- **EXERCISE DATA**
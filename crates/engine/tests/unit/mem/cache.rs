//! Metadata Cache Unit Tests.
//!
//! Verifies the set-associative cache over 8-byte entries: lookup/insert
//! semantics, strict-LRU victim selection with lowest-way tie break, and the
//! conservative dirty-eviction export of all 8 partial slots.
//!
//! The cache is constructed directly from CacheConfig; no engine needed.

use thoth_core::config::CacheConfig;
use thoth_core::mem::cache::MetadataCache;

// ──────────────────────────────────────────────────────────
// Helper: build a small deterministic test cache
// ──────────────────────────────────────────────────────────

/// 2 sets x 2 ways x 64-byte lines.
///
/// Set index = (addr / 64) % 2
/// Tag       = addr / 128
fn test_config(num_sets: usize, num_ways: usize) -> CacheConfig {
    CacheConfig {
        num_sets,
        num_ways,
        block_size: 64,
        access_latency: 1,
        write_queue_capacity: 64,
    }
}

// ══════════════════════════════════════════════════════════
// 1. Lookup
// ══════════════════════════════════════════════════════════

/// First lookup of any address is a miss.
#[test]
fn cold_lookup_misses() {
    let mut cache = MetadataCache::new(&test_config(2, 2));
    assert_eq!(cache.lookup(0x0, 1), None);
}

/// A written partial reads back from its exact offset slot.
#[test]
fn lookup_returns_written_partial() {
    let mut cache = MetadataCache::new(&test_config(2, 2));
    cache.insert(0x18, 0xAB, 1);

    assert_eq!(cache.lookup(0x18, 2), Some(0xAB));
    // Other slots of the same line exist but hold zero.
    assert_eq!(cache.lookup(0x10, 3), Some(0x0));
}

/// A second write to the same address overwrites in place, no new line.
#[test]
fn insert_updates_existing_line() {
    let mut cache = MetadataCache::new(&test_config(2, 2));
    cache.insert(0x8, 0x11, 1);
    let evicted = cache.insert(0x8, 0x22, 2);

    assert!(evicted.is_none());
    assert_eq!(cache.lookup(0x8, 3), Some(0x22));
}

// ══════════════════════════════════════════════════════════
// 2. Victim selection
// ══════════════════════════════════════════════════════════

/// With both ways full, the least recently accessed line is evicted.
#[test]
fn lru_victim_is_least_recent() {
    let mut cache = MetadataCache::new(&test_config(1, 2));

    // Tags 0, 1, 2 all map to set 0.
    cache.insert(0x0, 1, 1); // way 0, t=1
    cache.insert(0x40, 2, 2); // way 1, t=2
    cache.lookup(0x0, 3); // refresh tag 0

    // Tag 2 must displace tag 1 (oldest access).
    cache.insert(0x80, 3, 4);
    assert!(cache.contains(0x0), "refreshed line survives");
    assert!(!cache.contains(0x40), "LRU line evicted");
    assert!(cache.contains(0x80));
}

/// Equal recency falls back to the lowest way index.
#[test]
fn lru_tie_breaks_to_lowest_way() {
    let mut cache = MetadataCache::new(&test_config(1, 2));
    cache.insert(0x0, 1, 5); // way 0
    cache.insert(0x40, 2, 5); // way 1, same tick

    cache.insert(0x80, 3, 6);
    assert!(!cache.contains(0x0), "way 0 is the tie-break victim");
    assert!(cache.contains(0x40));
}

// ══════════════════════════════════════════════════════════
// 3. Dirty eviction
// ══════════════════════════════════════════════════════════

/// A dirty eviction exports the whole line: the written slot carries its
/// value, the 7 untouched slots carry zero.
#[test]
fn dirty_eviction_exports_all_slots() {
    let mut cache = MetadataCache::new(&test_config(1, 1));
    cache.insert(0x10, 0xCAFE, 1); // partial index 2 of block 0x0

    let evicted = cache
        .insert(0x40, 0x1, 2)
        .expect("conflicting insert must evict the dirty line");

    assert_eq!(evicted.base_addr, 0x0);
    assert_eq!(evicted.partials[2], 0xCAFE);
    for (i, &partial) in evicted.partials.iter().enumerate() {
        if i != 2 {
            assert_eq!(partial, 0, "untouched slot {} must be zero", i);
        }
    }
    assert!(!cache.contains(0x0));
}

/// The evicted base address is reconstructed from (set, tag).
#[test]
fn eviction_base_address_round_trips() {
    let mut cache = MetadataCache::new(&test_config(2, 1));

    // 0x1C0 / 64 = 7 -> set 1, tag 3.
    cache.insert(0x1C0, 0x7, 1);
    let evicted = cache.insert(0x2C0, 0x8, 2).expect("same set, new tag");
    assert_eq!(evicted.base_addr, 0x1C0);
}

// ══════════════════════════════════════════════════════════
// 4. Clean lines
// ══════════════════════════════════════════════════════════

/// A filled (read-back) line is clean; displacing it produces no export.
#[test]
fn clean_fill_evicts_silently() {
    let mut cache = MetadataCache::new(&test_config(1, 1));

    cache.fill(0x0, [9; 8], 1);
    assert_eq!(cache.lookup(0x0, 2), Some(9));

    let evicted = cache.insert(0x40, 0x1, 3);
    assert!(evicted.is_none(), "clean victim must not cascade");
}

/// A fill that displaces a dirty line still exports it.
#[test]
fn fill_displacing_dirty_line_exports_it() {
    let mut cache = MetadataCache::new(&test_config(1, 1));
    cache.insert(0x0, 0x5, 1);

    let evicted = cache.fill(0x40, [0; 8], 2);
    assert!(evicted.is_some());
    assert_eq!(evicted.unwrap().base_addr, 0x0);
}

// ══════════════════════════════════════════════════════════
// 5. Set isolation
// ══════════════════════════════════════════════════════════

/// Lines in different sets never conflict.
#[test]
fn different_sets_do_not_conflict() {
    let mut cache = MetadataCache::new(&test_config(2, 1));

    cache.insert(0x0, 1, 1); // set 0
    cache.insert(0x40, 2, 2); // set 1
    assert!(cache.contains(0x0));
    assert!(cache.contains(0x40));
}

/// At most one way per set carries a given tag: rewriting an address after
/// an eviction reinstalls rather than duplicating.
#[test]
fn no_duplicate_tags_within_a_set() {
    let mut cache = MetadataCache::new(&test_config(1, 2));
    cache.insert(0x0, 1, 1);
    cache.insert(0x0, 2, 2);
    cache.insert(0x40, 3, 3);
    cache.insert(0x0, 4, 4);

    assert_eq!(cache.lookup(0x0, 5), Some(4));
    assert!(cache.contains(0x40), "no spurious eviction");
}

- **REQUIRED ACTION**
The lines to return are those in the material above that hold "must".

- **TASK RESULT**
    // Tag 2 must displace tag 1 (oldest access).
        .expect("conflicting insert must evict the dirty line");
            assert_eq!(partial, 0, "untouched slot {} must be zero", i);
    assert!(evicted.is_none(), "clean victim must not cascade");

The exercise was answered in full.